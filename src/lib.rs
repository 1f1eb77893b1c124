#![warn(clippy::all, rust_2018_idioms)]

pub mod adorner;
pub mod app;
pub mod canvas;
pub mod config;
pub mod element;
pub mod error;
pub mod event;
pub mod field;
pub mod filter;
pub mod geometry;
pub mod memento;
pub mod persistence;
pub mod surface;

pub use app::EditorApp;
pub use canvas::Canvas;
pub use config::EditorConfig;
pub use element::{ContainerId, ContainerKind, DrawableContainer, DrawableContainerList, EditStatus};
pub use error::{EditorError, EditorResult};
pub use event::{EditorEvent, EventHandler};
pub use field::{FieldOwner, FieldType, FieldValue};
pub use filter::{Filter, RenderMode};
pub use memento::{Memento, UndoHistory};
pub use surface::{DrawingMode, SharedSurface, Surface};
use egui::Color32;
use serde::{Deserialize, Serialize};

#[derive(Debug, Clone, Copy, PartialEq, Eq, Serialize, Deserialize)]
pub enum ArrowHeads {
    None,
    Start,
    End,
    Both,
}

/// Preset filter stacks a filter container can be switched between.
#[derive(Debug, Clone, Copy, PartialEq, Eq, Serialize, Deserialize)]
pub enum PreparedFilter {
    Blur,
    Pixelize,
    TextHighlight,
    AreaHighlight,
    Magnification,
}

#[derive(Debug, Clone, Copy, PartialEq, Eq, Serialize, Deserialize)]
pub enum Alignment {
    Start,
    Center,
    End,
}

#[derive(Debug, Clone, PartialEq, Serialize, Deserialize)]
pub enum FieldValue {
    Int(i32),
    Float(f32),
    Bool(bool),
    Color(Color32),
    Text(String),
    ArrowHeads(ArrowHeads),
    PreparedFilter(PreparedFilter),
    Alignment(Alignment),
}

impl FieldValue {
    pub fn as_int(&self) -> Option<i32> {
        match self {
            FieldValue::Int(v) => Some(*v),
            _ => None,
        }
    }

    pub fn as_float(&self) -> Option<f32> {
        match self {
            FieldValue::Float(v) => Some(*v),
            FieldValue::Int(v) => Some(*v as f32),
            _ => None,
        }
    }

    pub fn as_bool(&self) -> Option<bool> {
        match self {
            FieldValue::Bool(v) => Some(*v),
            _ => None,
        }
    }

    pub fn as_color(&self) -> Option<Color32> {
        match self {
            FieldValue::Color(v) => Some(*v),
            _ => None,
        }
    }

    pub fn as_text(&self) -> Option<&str> {
        match self {
            FieldValue::Text(v) => Some(v),
            _ => None,
        }
    }

    pub fn as_arrow_heads(&self) -> Option<ArrowHeads> {
        match self {
            FieldValue::ArrowHeads(v) => Some(*v),
            _ => None,
        }
    }

    pub fn as_prepared_filter(&self) -> Option<PreparedFilter> {
        match self {
            FieldValue::PreparedFilter(v) => Some(*v),
            _ => None,
        }
    }

    pub fn as_alignment(&self) -> Option<Alignment> {
        match self {
            FieldValue::Alignment(v) => Some(*v),
            _ => None,
        }
    }

    /// True when both values are the same variant, whatever they hold.
    pub fn same_kind(&self, other: &FieldValue) -> bool {
        std::mem::discriminant(self) == std::mem::discriminant(other)
    }
}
_____
Every line of the data above should be output exactly as written.

filename src/lib.rs
repository 1f1eb77893b1c124
#![warn(clippy::all, rust_2018_idioms)]

pub mod adorner;
pub mod app;
pub mod canvas;
pub mod config;
pub mod element;
pub mod error;
pub mod event;
pub mod field;
pub mod filter;
pub mod geometry;
pub mod memento;
pub mod persistence;
pub mod surface;

pub use app::EditorApp;
pub use canvas::Canvas;
pub use config::EditorConfig;
pub use element::{ContainerId, ContainerKind, DrawableContainer, DrawableContainerList, EditStatus};
pub use error::{EditorError, EditorResult};
pub use event::{EditorEvent, EventHandler};
pub use field::{FieldOwner, FieldType, FieldValue};
pub use filter::{Filter, RenderMode};
pub use memento::{Memento, UndoHistory};
pub use surface::{DrawingMode, SharedSurface, Surface};
use egui::Color32;
use serde::{Deserialize, Serialize};

#[derive(Debug, Clone, Copy, PartialEq, Eq, Serialize, Deserialize)]
pub enum ArrowHeads {
    None,
    Start,
    End,
    Both,
}

/// Preset filter stacks a filter container can be switched between.
#[derive(Debug, Clone, Copy, PartialEq, Eq, Serialize, Deserialize)]
pub enum PreparedFilter {
    Blur,
    Pixelize,
    TextHighlight,
    AreaHighlight,
    Magnification,
}

#[derive(Debug, Clone, Copy, PartialEq, Eq, Serialize, Deserialize)]
pub enum Alignment {
    Start,
    Center,
    End,
}

#[derive(Debug, Clone, PartialEq, Serialize, Deserialize)]
pub enum FieldValue {
    Int(i32),
    Float(f32),
    Bool(bool),
    Color(Color32),
    Text(String),
    ArrowHeads(ArrowHeads),
    PreparedFilter(PreparedFilter),
    Alignment(Alignment),
}

impl FieldValue {
    pub fn as_int(&self) -> Option<i32> {
        match self {
            FieldValue::Int(v) => Some(*v),
            _ => None,
        }
    }

    pub fn as_float(&self) -> Option<f32> {
        match self {
            FieldValue::Float(v) => Some(*v),
            FieldValue::Int(v) => Some(*v as f32),
            _ => None,
        }
    }

    pub fn as_bool(&self) -> Option<bool> {
        match self {
            FieldValue::Bool(v) => Some(*v),
            _ => None,
        }
    }

    pub fn as_color(&self) -> Option<Color32> {
        match self {
            FieldValue::Color(v) => Some(*v),
            _ => None,
        }
    }

    pub fn as_text(&self) -> Option<&str> {
        match self {
            FieldValue::Text(v) => Some(v),
            _ => None,
        }
    }

    pub fn as_arrow_heads(&self) -> Option<ArrowHeads> {
        match self {
            FieldValue::ArrowHeads(v) => Some(*v),
            _ => None,
        }
    }

    pub fn as_prepared_filter(&self) -> Option<PreparedFilter> {
        match self {
            FieldValue::PreparedFilter(v) => Some(*v),
            _ => None,
        }
    }

    pub fn as_alignment(&self) -> Option<Alignment> {
        match self {
            FieldValue::Alignment(v) => Some(*v),
            _ => None,
        }
    }

    /// True when both values are the same variant, whatever they hold.
    pub fn same_kind(&self, other: &FieldValue) -> bool {
        std::mem::discriminant(self) == std::mem::discriminant(other)
    }
}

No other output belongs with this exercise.